In the linear method, the intermediate representation is a linear sequence of instructions (quads) and the assembly instructions are linear patterns. Various methods can be used to rewrite the IR into assembly through pattern matching. E.g. the "Dragon" compiler textbook discusses a theoretical way to use a parser, where the instruction patterns are akin to grammar rules, and the IR is analogous to token sequences.

Tree-based vs linear methods of instruction selection, as may be expected, each have their advantages and drawbacks. Linear methods may have difficulty observing data flow, especially if quads have been reordered during optimization, and thus are more reliant on the quad generator using certain strategies. Tree methods often have difficulty with control flow changes.

The simplest linear method is template-based. Each quad is translated directly into one or more assembly instructions, without regard to the other quads surrounding it. This method performs poorly when the assembly is richer than the quad schema, e.g. X86 assembly, because it can not recognize opportunities for combining instructions into a single more potent instruction or addressing mode.

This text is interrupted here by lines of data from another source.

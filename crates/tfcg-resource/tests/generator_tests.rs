use tfcg_core::config::GenerateOptions;
use tfcg_core::spec::Specification;
use tfcg_core::{CodeGenerator, GeneratedFile, parse};
use tfcg_resource::{GeneratorError, ResourceGenerator};

const SCENARIOS: &str = include_str!("fixtures/scenarios.json");

fn generate(options: &GenerateOptions) -> GeneratedFile {
    let spec = parse::from_json(SCENARIOS).unwrap();
    let mut files = ResourceGenerator.generate(&spec, options).unwrap();
    assert_eq!(files.len(), 1);
    files.remove(0)
}

fn import_block(content: &str) -> Vec<&str> {
    let start = content.find("import (\n").unwrap() + "import (\n".len();
    let end = start + content[start..].find("\n)").unwrap();
    content[start..end].lines().map(str::trim).collect()
}

#[test]
fn file_layout() {
    let file = generate(&GenerateOptions::default());
    assert_eq!(file.path, "widget_resource_gen.go");
    assert!(file
        .content
        .starts_with("// Code generated by tfcg. DO NOT EDIT.\n\npackage provider\n\nimport (\n"));
    assert!(file.content.contains(
        "func WidgetResourceSchema(ctx context.Context) schema.Schema {\nreturn schema.Schema{\nAttributes: map[string]schema.Attribute{\n"
    ));
    assert!(file.content.contains("\nDescription: \"Manages a widget.\",\n}\n}"));
}

#[test]
fn generation_is_idempotent() {
    let options = GenerateOptions::default();
    assert_eq!(generate(&options).content, generate(&options).content);
}

#[test]
fn imports_are_sorted_and_deduplicated() {
    let file = generate(&GenerateOptions::default());
    let imports = import_block(&file.content);
    let mut sorted = imports.clone();
    sorted.sort();
    assert_eq!(imports, sorted);

    let mut deduped = imports.clone();
    deduped.dedup();
    assert_eq!(imports, deduped);

    assert!(imports.contains(&"\"example.com/apisdk\""));
    assert!(imports.contains(
        &"\"github.com/hashicorp/terraform-plugin-framework/resource/schema/stringplanmodifier\""
    ));
    assert!(imports.contains(&"\"github.com/hashicorp/terraform-plugin-framework/resource/schema\""));
}

#[test]
fn computed_bool_attribute() {
    let file = generate(&GenerateOptions::default());
    assert!(file
        .content
        .contains("\"bool_attribute\": schema.BoolAttribute{\nComputed: true,\n},"));
    assert!(file
        .content
        .contains("\tBoolAttribute types.Bool `tfsdk:\"bool_attribute\"`\n"));
}

#[test]
fn list_of_list_of_object() {
    let file = generate(&GenerateOptions::default());
    assert!(file.content.contains(
        "\"list_attribute\": schema.ListAttribute{\nComputed: true,\nElementType: types.ListType{\nElemType: types.ObjectType{\nAttrTypes: map[string]attr.Type{\n\"str\": types.StringType,\n},\n},\n},\n},"
    ));
}

#[test]
fn empty_list_nested_block() {
    let file = generate(&GenerateOptions::default());
    assert!(file.content.contains(
        "\"list_nested_block\": schema.ListNestedBlock{\nNestedObject: schema.NestedBlockObject{\nCustomType: ListNestedBlockType{\nObjectType: types.ObjectType{\nAttrTypes: ListNestedBlockValue{}.AttributeTypes(ctx),\n},\n},\n},\n},"
    ));
    assert!(file.content.contains("type ListNestedBlockValue struct {"));
}

#[test]
fn map_nested_conversions_are_skipped() {
    let file = generate(&GenerateOptions::default());
    assert!(file.content.contains("type LabelsValue struct {"));
    assert!(!file.content.contains("func (v LabelsValue) ToApisdkLabel("));
}

#[test]
fn single_nested_with_external_type() {
    let file = generate(&GenerateOptions::default());
    assert!(file.content.contains(
        "\"thing\": schema.SingleNestedAttribute{\nCustomType: ThingType{\nObjectType: types.ObjectType{\nAttrTypes: ThingValue{}.AttributeTypes(ctx),\n},\n},\nOptional: true,\n"
    ));
    assert!(file.content.contains("\tThing ThingValue `tfsdk:\"thing\"`\n"));
    assert!(file.content.contains(
        "func (v ThingValue) ToApisdkThing(ctx context.Context) (*apisdk.Thing, diag.Diagnostics) {"
    ));
    assert!(file.content.contains("\tvar tagsField []*string\n"));
    assert!(file
        .content
        .contains("\ttagsVal, d := types.ListValueFrom(ctx, types.StringType, apiObject.Tags)\n"));
    assert!(file
        .content
        .contains("\t\tName: types.StringPointerValue(apiObject.Name),\n"));
}

#[test]
fn options_disable_sections() {
    let options = GenerateOptions {
        package: "widgets".to_string(),
        model: false,
        to_from: false,
    };
    let file = generate(&options);
    assert!(file.content.contains("\npackage widgets\n"));
    assert!(!file.content.contains("type WidgetModel struct"));
    assert!(!file.content.contains("ToApisdkThing"));
    assert!(file.content.contains("func WidgetResourceSchema("));
    // The schema still refers to the generated nested types.
    assert!(file.content.contains("CustomType: ThingType{"));
    assert!(file.content.contains("type ThingType struct {"));
    assert!(!import_block(&file.content).contains(&"\"example.com/apisdk\""));
}

#[test]
fn every_import_is_referenced() {
    let disabled = GenerateOptions {
        model: false,
        to_from: false,
        ..GenerateOptions::default()
    };
    for options in [GenerateOptions::default(), disabled] {
        let file = generate(&options);
        let body = &file.content[file.content.find("\n)\n").unwrap()..];
        for line in import_block(&file.content) {
            let path = line.trim_matches('"');
            let package = path.rsplit('/').next().unwrap();
            assert!(
                references(body, package),
                "{package} imported but not referenced"
            );
        }
    }
}

fn references(body: &str, package: &str) -> bool {
    body.match_indices(&format!("{package}.")).any(|(at, _)| {
        !body[..at]
            .chars()
            .next_back()
            .is_some_and(|c| c.is_ascii_alphanumeric() || c == '_')
    })
}

#[test]
fn nested_duplicate_names_abort() {
    let spec: Specification = serde_json::from_str(
        r#"{"version": "0.1", "resources": [{"name": "dup", "schema": {"attributes": [
            {"name": "outer", "single_nested": {"attributes": [{"name": "a", "bool": {}}, {"name": "a", "string": {}}]}}
        ]}}]}"#,
    )
    .unwrap();
    let err = ResourceGenerator
        .generate(&spec, &GenerateOptions::default())
        .unwrap_err();
    assert!(matches!(err, GeneratorError::DuplicateName { .. }));
}

#[test]
fn undefined_attribute_aborts() {
    let spec: Specification = serde_json::from_str(
        r#"{"version": "0.1", "resources": [{"name": "broken", "schema": {"attributes": [{"name": "mystery"}]}}]}"#,
    )
    .unwrap();
    let err = ResourceGenerator
        .generate(&spec, &GenerateOptions::default())
        .unwrap_err();
    assert!(matches!(err, GeneratorError::UndefinedAttributeType(_)));
}

#[test]
fn one_file_per_resource() {
    let spec: Specification = serde_json::from_str(
        r#"{"version": "0.1", "resources": [{"name": "alpha"}, {"name": "beta"}]}"#,
    )
    .unwrap();
    let files = ResourceGenerator
        .generate(&spec, &GenerateOptions::default())
        .unwrap();
    let paths: Vec<&str> = files.iter().map(|f| f.path.as_str()).collect();
    assert_eq!(paths, vec!["alpha_resource_gen.go", "beta_resource_gen.go"]);
    assert!(files[1].content.contains("type BetaModel struct {\n}"));
}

We will discuss a template-driven method of linear instruction selection called the "peephole" method. We define a "window" which has a certain maximum size. This window spans a constantly advancing linear range of instructions (instructions might be a mix of quads, assembly or both). The algorithm can be summarized as:

Translated assembly language instructions roll out of the top, or near end, of the peephole window. The window size is chosen so that the longest practical sequence of quads/assembly can be handled. Making the window unduly large has no further advantage, and instead increases the translation time by requiring more searching. The peephole method can be applied individually to each basic block, or to the overall linear stream of quads. The patterns to be matched can also rewrite assembly language opcodes into more efficient opcodes.

The "shape" of the quads, i.e. the strategy used by the quad generator and the quad scheme, influences this method. If the quads are very rich, it may be necessary to expand them into simpler operations before entering the window. In order to find optimal instruction sequences on some architectures, it may be necessary to expose hidden data flow, e.g. the use of condition codes.

It should be understood that the instruction selector is not necessarily expected to perform well on arbitrary input sequences of quads. It may depend on certain properties of the quad generator, e.g. that all temporary names are assigned to just once and never re-used.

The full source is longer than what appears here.